# PROBLEM DETAILS
Your answer should show every line of the material below that includes "SoapTransport".

──────── PROVIDED DATA ────────

//! SOAP transport: HTTPS POST plus response validation and fault detection.

use tracing::{debug, trace};
use xmltree::Element;

use crate::error::{Error, ErrorKind, Result};
use crate::xml;
use crate::ClientConfig;

/// WS-Addressing actions the server uses to signal a SOAP fault.
pub const SOAP_FAULT_ACTIONS: [&str; 8] = [
    "http://www.w3.org/2005/08/addressing/soap/fault",
    "http://schemas.microsoft.com/net/2005/12/windowscommunicationfoundation/dispatcher/fault",
    "http://schemas.microsoft.com/xrm/2011/Contracts/Services/IOrganizationService/ExecuteOrganizationServiceFaultFault",
    "http://schemas.microsoft.com/xrm/2011/Contracts/Services/IOrganizationService/CreateOrganizationServiceFaultFault",
    "http://schemas.microsoft.com/xrm/2011/Contracts/Services/IOrganizationService/RetrieveOrganizationServiceFaultFault",
    "http://schemas.microsoft.com/xrm/2011/Contracts/Services/IOrganizationService/UpdateOrganizationServiceFaultFault",
    "http://schemas.microsoft.com/xrm/2011/Contracts/Services/IOrganizationService/DeleteOrganizationServiceFaultFault",
    "http://schemas.microsoft.com/xrm/2011/Contracts/Services/IOrganizationService/RetrieveMultipleOrganizationServiceFaultFault",
];

/// Blocking-style SOAP transport. Every call is one sequential request with
/// no internal parallelism and no retry.
#[derive(Debug, Clone)]
pub struct SoapTransport {
    http_client: reqwest::Client,
}

impl SoapTransport {
    /// Build a transport from the given configuration.
    pub fn new(config: &ClientConfig) -> Result<Self> {
        let http_client = reqwest::Client::builder()
            .timeout(config.timeout)
            .connect_timeout(config.connect_timeout)
            .user_agent(config.user_agent.clone())
            .build()
            .map_err(|e| Error::with_source(ErrorKind::Config(e.to_string()), e))?;
        Ok(Self { http_client })
    }

    /// Build a transport around an existing HTTP client.
    pub fn with_http_client(http_client: reqwest::Client) -> Self {
        Self { http_client }
    }

    /// POST a body to a URL with the SOAP 1.2 content type. Returns the HTTP
    /// status and raw response body without any validation.
    pub async fn post(&self, url: &str, body: String) -> Result<(u16, String)> {
        trace!(url, bytes = body.len(), "posting SOAP request");
        let response = self
            .http_client
            .post(url)
            .header("Content-Type", "application/soap+xml; charset=UTF-8")
            .body(body)
            .send()
            .await?;

        let status = response.status().as_u16();
        let text = response.text().await?;
        Ok((status, text))
    }

    /// Send a SOAP envelope and return the validated raw response XML.
    ///
    /// The response must be a SOAP envelope with a header carrying a
    /// WS-Addressing Action; a fault action is raised as [`ErrorKind::Fault`]
    /// and anything that is not a usable envelope as [`ErrorKind::Transport`].
    pub async fn send(&self, url: &str, envelope: String) -> Result<String> {
        let (status, body) = self.post(url, envelope).await?;
        validate_soap_response(status, body)
    }
}

/// Validate a raw SOAP response, extracting any server fault.
///
/// Returns the raw XML unchanged when the envelope is well formed and the
/// action is not a fault action.
pub fn validate_soap_response(status: u16, body: String) -> Result<String> {
    let envelope = match Element::parse(body.as_bytes()) {
        Ok(el) if el.name == "Envelope" => el,
        _ => {
            return Err(Error::new(ErrorKind::Transport { status, body }));
        }
    };

    let Some(header) = envelope.get_child("Header") else {
        return Err(Error::new(ErrorKind::Transport { status, body }));
    };
    let Some(action) = header.get_child("Action").map(xml::text_of) else {
        return Err(Error::new(ErrorKind::Transport { status, body }));
    };
    debug!(action, "SOAP action in response");

    if SOAP_FAULT_ACTIONS.contains(&action.as_str()) {
        return Err(extract_fault(&envelope));
    }

    Ok(body)
}

/// Extract Code/Value and Reason/Text from a fault envelope.
fn extract_fault(envelope: &Element) -> Error {
    let fault = envelope
        .get_child("Body")
        .and_then(|b| b.get_child("Fault"));

    let Some(fault) = fault else {
        return Error::structural("Could not find Fault node in fault response");
    };

    let code = fault
        .get_child("Code")
        .and_then(|c| c.get_child("Value"))
        .map(|v| xml::strip_ns(xml::text_of(v).trim()).to_string())
        .unwrap_or_default();
    let reason = fault
        .get_child("Reason")
        .and_then(|r| r.get_child("Text"))
        .map(|t| xml::text_of(t).trim().to_string())
        .unwrap_or_default();

    Error::new(ErrorKind::Fault { code, reason })
}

────────

# SOLUTION
pub struct SoapTransport {
impl SoapTransport {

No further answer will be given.